Among the records below, find the lines with the word "filter" and copy them.

(RECORDS PROVIDED)

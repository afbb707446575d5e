//! Three-tier variable mutation
//!
//! Tiers are tried in order and the first success wins:
//!
//! 1. `setVariable` against the owning container
//! 2. `setExpression` keyed by frame and access path
//! 3. `evaluate` of a generated `path = literal` assignment
//!
//! Only the last tier builds source text, so it only accepts a restricted
//! path grammar and always re-encodes the value as a literal.

use tokio_util::sync::CancellationToken;

use crate::common::Error;
use crate::dap::SetValueResponseBody;
use crate::runtime::{is_identifier, LiteralSpelling};

use super::capabilities::CapabilityDescriptor;
use super::channel::{cancellable, DebugChannel};
use super::error::{ErrorCode, InspectError, InspectResult};
use super::variable::{MutationTier, SetVariableOutcome};

/// Evaluate context used for the assignment tier
pub const ASSIGN_CONTEXT: &str = "repl";

/// One step of an access path
#[derive(Debug, Clone, PartialEq, Eq)]
pub enum PathSegment {
    Field(String),
    Index(u64),
    /// Quoted key, stored with its quotes
    Key(String),
}

/// Parse `ident(.ident | [int] | ["str"] | ['str'] | [ident])*`
pub fn parse_path(path: &str) -> Result<Vec<PathSegment>, String> {
    let mut segments = Vec::new();
    let mut rest = path;

    let head_len = rest.find(['.', '[']).unwrap_or(rest.len());
    let head = &rest[..head_len];
    if !is_identifier(head) {
        return Err(format!("'{head}' is not an identifier"));
    }
    segments.push(PathSegment::Field(head.to_string()));
    rest = &rest[head_len..];

    while !rest.is_empty() {
        if let Some(after_dot) = rest.strip_prefix('.') {
            let len = after_dot.find(['.', '[']).unwrap_or(after_dot.len());
            let field = &after_dot[..len];
            if !is_identifier(field) {
                return Err(format!("'{field}' is not an identifier"));
            }
            segments.push(PathSegment::Field(field.to_string()));
            rest = &after_dot[len..];
        } else if let Some(after_bracket) = rest.strip_prefix('[') {
            let (segment, consumed) = parse_bracket(after_bracket)?;
            segments.push(segment);
            rest = &after_bracket[consumed..];
        } else {
            return Err(format!("unexpected '{}'", rest.chars().next().unwrap_or(' ')));
        }
    }
    Ok(segments)
}

/// Parse the inside of `[...]`; returns the segment and bytes consumed
/// including the closing bracket
fn parse_bracket(input: &str) -> Result<(PathSegment, usize), String> {
    let close = input.find(']').ok_or("unterminated '['")?;
    let inner = &input[..close];

    let segment = if let Some(quote) = inner.chars().next().filter(|c| *c == '"' || *c == '\'') {
        let body = inner
            .strip_prefix(quote)
            .and_then(|s| s.strip_suffix(quote))
            .ok_or("unterminated string key")?;
        if body.contains([quote, '\\', '\n', '\r']) {
            return Err("string keys may not contain quotes, escapes or newlines".to_string());
        }
        PathSegment::Key(inner.to_string())
    } else if let Ok(index) = inner.parse::<u64>() {
        PathSegment::Index(index)
    } else if is_identifier(inner) {
        PathSegment::Field(inner.to_string())
    } else {
        return Err(format!("'[{inner}]' is not an index, string or identifier"));
    };

    Ok((segment, close + 1))
}

pub fn is_safe_path(path: &str) -> bool {
    parse_path(path).is_ok()
}

fn is_number(value: &str) -> bool {
    let digits = |s: &str| !s.is_empty() && s.bytes().all(|b| b.is_ascii_digit());
    let unsigned = value.strip_prefix('-').unwrap_or(value);

    let (mantissa, exponent) = match unsigned.find(['e', 'E']) {
        Some(at) => (&unsigned[..at], Some(&unsigned[at + 1..])),
        None => (unsigned, None),
    };
    let mantissa_ok = match mantissa.split_once('.') {
        Some((int, frac)) => digits(int) && digits(frac),
        None => digits(mantissa),
    };
    let exponent_ok = exponent.map_or(true, |e| {
        digits(e.strip_prefix(['+', '-']).unwrap_or(e))
    });
    mantissa_ok && exponent_ok
}

fn is_bigint(value: &str) -> bool {
    let unsigned = value.strip_prefix('-').unwrap_or(value);
    unsigned
        .strip_suffix('n')
        .is_some_and(|d| !d.is_empty() && d.bytes().all(|b| b.is_ascii_digit()))
}

fn string_literal(text: &str, spelling: &LiteralSpelling) -> String {
    // JSON string escaping is valid in every supported language
    let quoted = serde_json::Value::String(text.to_string()).to_string();
    if spelling.interpolating_strings {
        quoted.replace('$', "\\$")
    } else {
        quoted
    }
}

/// Encode a user-supplied value as a literal in the runtime's syntax
///
/// Anything not recognised as a keyword or number becomes a string literal.
pub fn encode_literal(value: &str, spelling: &LiteralSpelling) -> String {
    let value = value.trim();
    match value {
        "NaN" => return spelling.nan.to_string(),
        "Infinity" | "+Infinity" => return spelling.infinity.to_string(),
        "-Infinity" => return spelling.neg_infinity.to_string(),
        _ => {}
    }
    if value == "true" || value == spelling.true_ {
        return spelling.true_.to_string();
    }
    if value == "false" || value == spelling.false_ {
        return spelling.false_.to_string();
    }
    if value == "null" || value == spelling.null {
        return spelling.null.to_string();
    }
    if let Some(undefined) = spelling.undefined.filter(|u| *u == value) {
        return undefined.to_string();
    }
    if (spelling.bigint && is_bigint(value)) || is_number(value) {
        return value.to_string();
    }

    let quoted = value.len() >= 2
        && ((value.starts_with('"') && value.ends_with('"'))
            || (value.starts_with('\'') && value.ends_with('\'')));
    if quoted {
        string_literal(&value[1..value.len() - 1], spelling)
    } else {
        string_literal(value, spelling)
    }
}

/// Build `path = literal`, rejecting paths outside the safe grammar
pub fn build_assignment(
    path: &str,
    value: &str,
    spelling: &LiteralSpelling,
) -> InspectResult<String> {
    parse_path(path).map_err(|reason| {
        InspectError::invalid_params(format!(
            "Invalid target path \"{path}\": {reason}. Use identifiers, dot access or bracket access."
        ))
    })?;
    Ok(format!("{path} = {}", encode_literal(value, spelling)))
}

/// What to change and where
#[derive(Debug, Clone)]
pub struct MutationTarget<'a> {
    pub name: &'a str,
    pub value: &'a str,
    /// Container for a direct set
    pub reference: Option<i64>,
    pub frame_id: i64,
    /// The container is known to be read-only
    pub read_only: bool,
}

fn outcome(body: SetValueResponseBody, tier: MutationTier) -> SetVariableOutcome {
    SetVariableOutcome {
        value: body.value,
        type_name: body.type_name,
        reference: body.variables_reference,
        tier,
    }
}

/// Cancellation ends the whole mutation; any other failure moves on
fn tier_failed(tier: MutationTier, error: Error, failures: &mut Vec<String>) -> InspectResult<()> {
    if matches!(error, Error::Cancelled) {
        return Err(error.into());
    }
    tracing::debug!(?tier, %error, "Mutation tier failed");
    failures.push(format!("{tier:?}: {error}"));
    Ok(())
}

/// Run the tiers in order, stopping at the first success
pub async fn apply(
    channel: &dyn DebugChannel,
    caps: &CapabilityDescriptor,
    spelling: &LiteralSpelling,
    token: &CancellationToken,
    target: &MutationTarget<'_>,
) -> InspectResult<SetVariableOutcome> {
    if !caps.can_mutate() {
        return Err(InspectError::new(ErrorCode::UnsupportedOperation)
            .detail("setVariable")
            .suggest(super::error::Suggestion::fallback_for("setVariable")));
    }

    let mut failures = Vec::new();

    if let Some(reference) = target.reference.filter(|_| caps.supports_set_variable) {
        if target.read_only {
            failures.push("SetVariable: container is read-only".to_string());
        } else {
            let res = cancellable(
                token,
                channel.set_variable(reference, target.name, target.value),
            )
            .await;
            match res {
                Ok(body) => return Ok(outcome(body, MutationTier::SetVariable)),
                Err(e) => tier_failed(MutationTier::SetVariable, e, &mut failures)?,
            }
        }
    }

    if caps.supports_set_expression {
        let res = cancellable(
            token,
            channel.set_expression(target.frame_id, target.name, target.value),
        )
        .await;
        match res {
            Ok(body) => return Ok(outcome(body, MutationTier::SetExpression)),
            Err(e) => tier_failed(MutationTier::SetExpression, e, &mut failures)?,
        }
    }

    if caps.supports_evaluate {
        let expression = build_assignment(target.name, target.value, spelling)?;
        let res = cancellable(
            token,
            channel.evaluate(&expression, Some(target.frame_id), ASSIGN_CONTEXT),
        )
        .await;
        match res {
            Ok(body) => {
                return Ok(SetVariableOutcome {
                    value: body.result,
                    type_name: body.type_name,
                    reference: body.variables_reference,
                    tier: MutationTier::Evaluate,
                })
            }
            Err(e) => tier_failed(MutationTier::Evaluate, e, &mut failures)?,
        }
    }

    let code = if target.read_only {
        ErrorCode::ReadOnly
    } else {
        ErrorCode::ModificationFailed
    };
    Err(InspectError::new(code).detail(format!(
        "Could not set '{}': {}",
        target.name,
        failures.join("; ")
    )))
}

(End RECORDS PROVIDED)

SOLUTION BELOW:
    let segment = if let Some(quote) = inner.chars().next().filter(|c| *c == '"' || *c == '\'') {
    if let Some(undefined) = spelling.undefined.filter(|u| *u == value) {
    if let Some(reference) = target.reference.filter(|_| caps.supports_set_variable) {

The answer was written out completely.